Comments on: "Lupus and fulfilling my civic duty" (2)

  1. Adventurer, I love reading your adventures. I haven’t served; my Dad was an attorney and when I answer that, I’m immediately dismissed. I always include that on the little form sent, but it was the attorneys when they have their challenges.

    I was told several times many years ago that I had CNS lupus/lupus cerebritis. Then I moved and in the hunt for a new rheumie, I ran down my history. He promptly told me that if I had CNS lupus, I’d be on medication for the rest of my life. And since I wasn’t, I didn’t have it. How do you know?

    I have lots of faith in the docs who told me, a rheumie and a neurologist, both worked on the same case

    • Dear Annie: Oh, how I grouse when I hear about arrogant doctors, who don’t believe any diagnosis they did not personally make is valid! What did he think your prior rheumy and neuro were, novices committing misdiagnosis and medical malpractice? I would say that if you are still seeing the same rheumy, give that decision more thought. Make sure that if you have any more classic CNS lupus symptoms, such as impaired cognition, confusion, short-term memory deficit, disorientation as to day or date, crossed memories or even eye-hand coordination problems, you seek adequate medical care.
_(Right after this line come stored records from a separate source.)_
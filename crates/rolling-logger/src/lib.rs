//! Rolling Logger
//!
//! Writes formatted `tracing` events (and `log` records, through the
//! subscriber's log bridge) to `<dir>/<app>.<YYYY-MM-DD>.log`, opening a new
//! file whenever the local date changes. The most recent lines are also kept
//! in memory so they can be surfaced without touching the filesystem.

use std::collections::VecDeque;
use std::fs::{self, File, OpenOptions};
use std::io::{self, Write};
use std::path::{Path, PathBuf};
use std::sync::{Arc, Mutex, OnceLock};

use tracing_subscriber::fmt::MakeWriter;

/// Lines kept in the circular buffer unless configured otherwise
pub const DEFAULT_BUFFER_LINES: usize = 500;

static GLOBAL: OnceLock<Arc<Mutex<RollingFile>>> = OnceLock::new();

/// Daily rotated log file with an in-memory tail
pub struct RollingFile {
    dir: PathBuf,
    app_name: String,
    current_date: Option<String>,
    file: Option<File>,
    partial: String,
    recent: VecDeque<String>,
    capacity: usize,
}

impl RollingFile {
    pub fn open(dir: impl Into<PathBuf>, app_name: &str, capacity: usize) -> Result<Self, String> {
        let dir = dir.into();
        fs::create_dir_all(&dir).map_err(|e| format!("Failed to create log dir: {}", e))?;
        Ok(Self {
            dir,
            app_name: app_name.to_string(),
            current_date: None,
            file: None,
            partial: String::new(),
            recent: VecDeque::with_capacity(capacity),
            capacity,
        })
    }

    /// Path of the log file for a given date
    pub fn path_for(&self, date: &str) -> PathBuf {
        self.dir.join(format!("{}.{}.log", self.app_name, date))
    }

    /// Append bytes under today's file
    pub fn write_bytes(&mut self, buf: &[u8]) -> io::Result<()> {
        let today = chrono::Local::now().format("%Y-%m-%d").to_string();
        self.write_bytes_on(&today, buf)
    }

    /// Append bytes under the file for `date`, rotating first if needed
    pub fn write_bytes_on(&mut self, date: &str, buf: &[u8]) -> io::Result<()> {
        if self.current_date.as_deref() != Some(date) || self.file.is_none() {
            self.rotate(date)?;
        }
        if let Some(file) = self.file.as_mut() {
            file.write_all(buf)?;
        }
        self.remember(buf);
        Ok(())
    }

    /// Copy of the buffered lines, oldest first
    pub fn recent_lines(&self) -> Vec<String> {
        self.recent.iter().cloned().collect()
    }

    fn rotate(&mut self, date: &str) -> io::Result<()> {
        if let Some(mut old) = self.file.take() {
            old.flush()?;
        }
        let file = OpenOptions::new()
            .create(true)
            .append(true)
            .open(self.path_for(date))?;
        self.file = Some(file);
        self.current_date = Some(date.to_string());
        Ok(())
    }

    fn remember(&mut self, buf: &[u8]) {
        if self.capacity == 0 {
            return;
        }
        self.partial.push_str(&String::from_utf8_lossy(buf));
        while let Some(pos) = self.partial.find('\n') {
            let line: String = self.partial.drain(..=pos).collect();
            let line = line.trim_end_matches(['\n', '\r']).to_string();
            if self.recent.len() == self.capacity {
                self.recent.pop_front();
            }
            self.recent.push_back(line);
        }
    }

    fn flush(&mut self) -> io::Result<()> {
        match self.file.as_mut() {
            Some(file) => file.flush(),
            None => Ok(()),
        }
    }
}

/// `MakeWriter` handing out writers onto a shared `RollingFile`
#[derive(Clone)]
pub struct RollingMakeWriter {
    inner: Arc<Mutex<RollingFile>>,
}

pub struct RollingWriter {
    inner: Arc<Mutex<RollingFile>>,
}

impl Write for RollingWriter {
    fn write(&mut self, buf: &[u8]) -> io::Result<usize> {
        let mut guard = self
            .inner
            .lock()
            .map_err(|_| io::Error::new(io::ErrorKind::Other, "log file lock poisoned"))?;
        guard.write_bytes(buf)?;
        Ok(buf.len())
    }

    fn flush(&mut self) -> io::Result<()> {
        let mut guard = self
            .inner
            .lock()
            .map_err(|_| io::Error::new(io::ErrorKind::Other, "log file lock poisoned"))?;
        guard.flush()
    }
}

impl<'a> MakeWriter<'a> for RollingMakeWriter {
    type Writer = RollingWriter;

    fn make_writer(&'a self) -> Self::Writer {
        RollingWriter {
            inner: self.inner.clone(),
        }
    }
}

/// Handle returned by `init_logger`
#[derive(Clone)]
pub struct LoggerHandle {
    inner: Arc<Mutex<RollingFile>>,
}

impl LoggerHandle {
    pub fn recent_lines(&self) -> Vec<String> {
        self.inner
            .lock()
            .map(|file| file.recent_lines())
            .unwrap_or_default()
    }

    pub fn log_dir(&self) -> Option<PathBuf> {
        self.inner.lock().ok().map(|file| file.dir.clone())
    }
}

/// Install the global subscriber with the default buffer size
pub fn init_logger(log_dir: impl AsRef<Path>, app_name: &str) -> Result<LoggerHandle, String> {
    init_logger_with_capacity(log_dir, app_name, DEFAULT_BUFFER_LINES)
}

/// Install the global subscriber.
///
/// Fails if a subscriber (ours or anyone else's) is already installed.
pub fn init_logger_with_capacity(
    log_dir: impl AsRef<Path>,
    app_name: &str,
    capacity: usize,
) -> Result<LoggerHandle, String> {
    if GLOBAL.get().is_some() {
        return Err("Logger already initialized".to_string());
    }

    let rolling = RollingFile::open(log_dir.as_ref(), app_name, capacity)?;
    let inner = Arc::new(Mutex::new(rolling));

    tracing_subscriber::fmt()
        .with_ansi(false)
        .with_target(true)
        .with_writer(RollingMakeWriter { inner: inner.clone() })
        .try_init()
        .map_err(|e| format!("Failed to install subscriber: {}", e))?;

    GLOBAL
        .set(inner.clone())
        .map_err(|_| "Logger already initialized".to_string())?;

    Ok(LoggerHandle { inner })
}

/// Handle to the installed logger, if any
pub fn handle() -> Option<LoggerHandle> {
    GLOBAL.get().map(|inner| LoggerHandle { inner: inner.clone() })
}

/// Buffered lines of the installed logger (empty when not initialized)
pub fn recent_lines() -> Vec<String> {
    handle().map(|h| h.recent_lines()).unwrap_or_default()
}

fn ensure_initialized() -> Result<(), String> {
    if GLOBAL.get().is_none() {
        return Err("Logger not initialized".to_string());
    }
    Ok(())
}

pub fn info(msg: &str) -> Result<(), String> {
    ensure_initialized()?;
    tracing::info!("{}", msg);
    Ok(())
}

pub fn warn(msg: &str) -> Result<(), String> {
    ensure_initialized()?;
    tracing::warn!("{}", msg);
    Ok(())
}

pub fn error(msg: &str) -> Result<(), String> {
    ensure_initialized()?;
    tracing::error!("{}", msg);
    Ok(())
}

#[cfg(test)]
mod tests {
    use super::*;

    #[test]
    fn test_writes_into_dated_file() {
        let dir = tempfile::tempdir().unwrap();
        let mut file = RollingFile::open(dir.path(), "FlexList", 10).unwrap();

        file.write_bytes_on("2026-01-01", b"first line\n").unwrap();
        file.flush().unwrap();

        let content = fs::read_to_string(file.path_for("2026-01-01")).unwrap();
        assert_eq!(content, "first line\n");
    }

    #[test]
    fn test_rotates_when_date_changes() {
        let dir = tempfile::tempdir().unwrap();
        let mut file = RollingFile::open(dir.path(), "FlexList", 10).unwrap();

        file.write_bytes_on("2026-01-01", b"day one\n").unwrap();
        file.write_bytes_on("2026-01-02", b"day two\n").unwrap();
        file.flush().unwrap();

        let one = fs::read_to_string(file.path_for("2026-01-01")).unwrap();
        let two = fs::read_to_string(file.path_for("2026-01-02")).unwrap();
        assert_eq!(one, "day one\n");
        assert_eq!(two, "day two\n");
    }

    #[test]
    fn test_buffer_keeps_most_recent_lines() {
        let dir = tempfile::tempdir().unwrap();
        let mut file = RollingFile::open(dir.path(), "FlexList", 2).unwrap();

        file.write_bytes_on("2026-01-01", b"a\nb\n").unwrap();
        file.write_bytes_on("2026-01-01", b"c\n").unwrap();

        assert_eq!(file.recent_lines(), vec!["b".to_string(), "c".to_string()]);
    }

    #[test]
    fn test_partial_lines_are_joined() {
        let dir = tempfile::tempdir().unwrap();
        let mut file = RollingFile::open(dir.path(), "FlexList", 5).unwrap();

        file.write_bytes_on("2026-01-01", b"hel").unwrap();
        assert!(file.recent_lines().is_empty());
        file.write_bytes_on("2026-01-01", b"lo\n").unwrap();

        assert_eq!(file.recent_lines(), vec!["hello".to_string()]);
    }

    #[test]
    fn test_global_logger_captures_log_records() {
        assert!(info("before init").is_err());

        let dir = tempfile::tempdir().unwrap();
        let handle = init_logger_with_capacity(dir.path(), "FlexList", 16).unwrap();
        log::info!("saved layout list_view:users.user");
        warn("tracing event").unwrap();

        let lines = handle.recent_lines();
        assert!(lines.iter().any(|l| l.contains("saved layout list_view:users.user")));
        assert!(lines.iter().any(|l| l.contains("tracing event")));
        assert!(init_logger(dir.path(), "FlexList").is_err());
    }
}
When you are in CNS lupus flare, a doctor’s ego doesn’t matter as much as saving your own brain!

      Personally, my doctor has never relied upon MRI’s for the diagnosis of active CNS lupus. He has seen me in the midst of horrible classic CNS lupus flare, and administered large steroid injections.

      He explained to me that the most accurate way to diagnose lupus as the cause of CNS impairment is to administer a massive dose of steroids, and that nothing else known to cause CNS impairment responds as quickly to steroids as does CNS lupus. He said that shortly after the steroids are injected (within hours or by the next day) CNS lupus flare shuts down in response to a large steroid dose. He described this medical fact as a good part of “old fashioned country medicine,” where you can sometimes best diagnose by seeing if a specific treatment works. He is one of the leading rheumatologists in the western U.S., and I trust and respect him immensely. Besides, every time he gives me an injection for it, the CNS symptoms quickly vaporize.

      He is almost always right, but he LISTENS if I question or suggest something different that what he was thinking. He is right to have a large healthy self-esteem and confidence in his diagnosis and treatment recommendations, but his ego doesn’t get in the way of listening to his patients. Would that all doctors and specialists had that dose of openness in their bedside manner.